• _EXERCISE DIRECTIONS_: Your answer should be each line of the entries that contains the word "static", copied in full.

(Collected data entries)
■ ■ ■ ■ ■ ■ ■
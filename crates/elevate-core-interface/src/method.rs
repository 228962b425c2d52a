//! Method calls and their results on the host channel

use crate::value::{ArgumentError, Arguments, Value};
use async_trait::async_trait;
use serde::{Deserialize, Serialize};
use std::fmt;
use thiserror::Error;

/// A named call with its argument bundle
#[derive(Debug, Clone, PartialEq, Eq, Serialize, Deserialize)]
pub struct MethodCall {
    pub method: String,
    #[serde(default)]
    pub args: Arguments,
}

impl MethodCall {
    pub fn new(method: impl Into<String>) -> Self {
        Self {
            method: method.into(),
            args: Arguments::new(),
        }
    }

    pub fn with_args(method: impl Into<String>, args: Arguments) -> Self {
        Self {
            method: method.into(),
            args,
        }
    }

    /// Builder-style argument
    pub fn arg(mut self, name: impl Into<String>, value: impl Into<Value>) -> Self {
        self.args.insert(name, value);
        self
    }
}

/// Tagged error codes reported to the UI layer
#[derive(Debug, Clone, Copy, PartialEq, Eq, Hash, Serialize, Deserialize)]
#[serde(rename_all = "SCREAMING_SNAKE_CASE")]
pub enum ErrorCode {
    /// No live connection to the remote service
    NoService,
    /// The remote call raised
    ServiceError,
    /// A required argument was missing or had the wrong type
    InvalidArgument,
}

impl ErrorCode {
    pub fn as_str(&self) -> &'static str {
        match self {
            ErrorCode::NoService => "NO_SERVICE",
            ErrorCode::ServiceError => "SERVICE_ERROR",
            ErrorCode::InvalidArgument => "INVALID_ARGUMENT",
        }
    }
}

impl fmt::Display for ErrorCode {
    fn fmt(&self, f: &mut fmt::Formatter<'_>) -> fmt::Result {
        f.write_str(self.as_str())
    }
}

/// Error side of a method call
#[derive(Error, Debug, Clone, PartialEq, Eq)]
pub enum MethodError {
    /// No handler knows this method
    #[error("method '{0}' is not implemented")]
    NotImplemented(String),

    #[error("{code}: {message}")]
    Failed { code: ErrorCode, message: String },
}

impl MethodError {
    pub fn new(code: ErrorCode, message: impl Into<String>) -> Self {
        MethodError::Failed {
            code,
            message: message.into(),
        }
    }

    pub fn no_service() -> Self {
        Self::new(ErrorCode::NoService, "Remote file service not connected")
    }

    pub fn service_error(message: impl Into<String>) -> Self {
        Self::new(ErrorCode::ServiceError, message)
    }

    /// The tagged code, if this is not a `NotImplemented`
    pub fn code(&self) -> Option<ErrorCode> {
        match self {
            MethodError::NotImplemented(_) => None,
            MethodError::Failed { code, .. } => Some(*code),
        }
    }
}

impl From<ArgumentError> for MethodError {
    fn from(err: ArgumentError) -> Self {
        MethodError::new(ErrorCode::InvalidArgument, err.to_string())
    }
}

pub type MethodResult = std::result::Result<Value, MethodError>;

/// Receiver of calls arriving on a host channel
///
/// A channel holds at most one handler; the handler resolves every call to a
/// value or a tagged error and never panics across the boundary.
#[async_trait]
pub trait MethodCallHandler: Send + Sync + 'static {
    async fn on_method_call(&self, call: MethodCall) -> MethodResult;
}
■ ■ ■ ■ ■ ■ ■
• _ANSWER SECTION_:
    pub fn as_str(&self) -> &'static str {
pub trait MethodCallHandler: Send + Sync + 'static {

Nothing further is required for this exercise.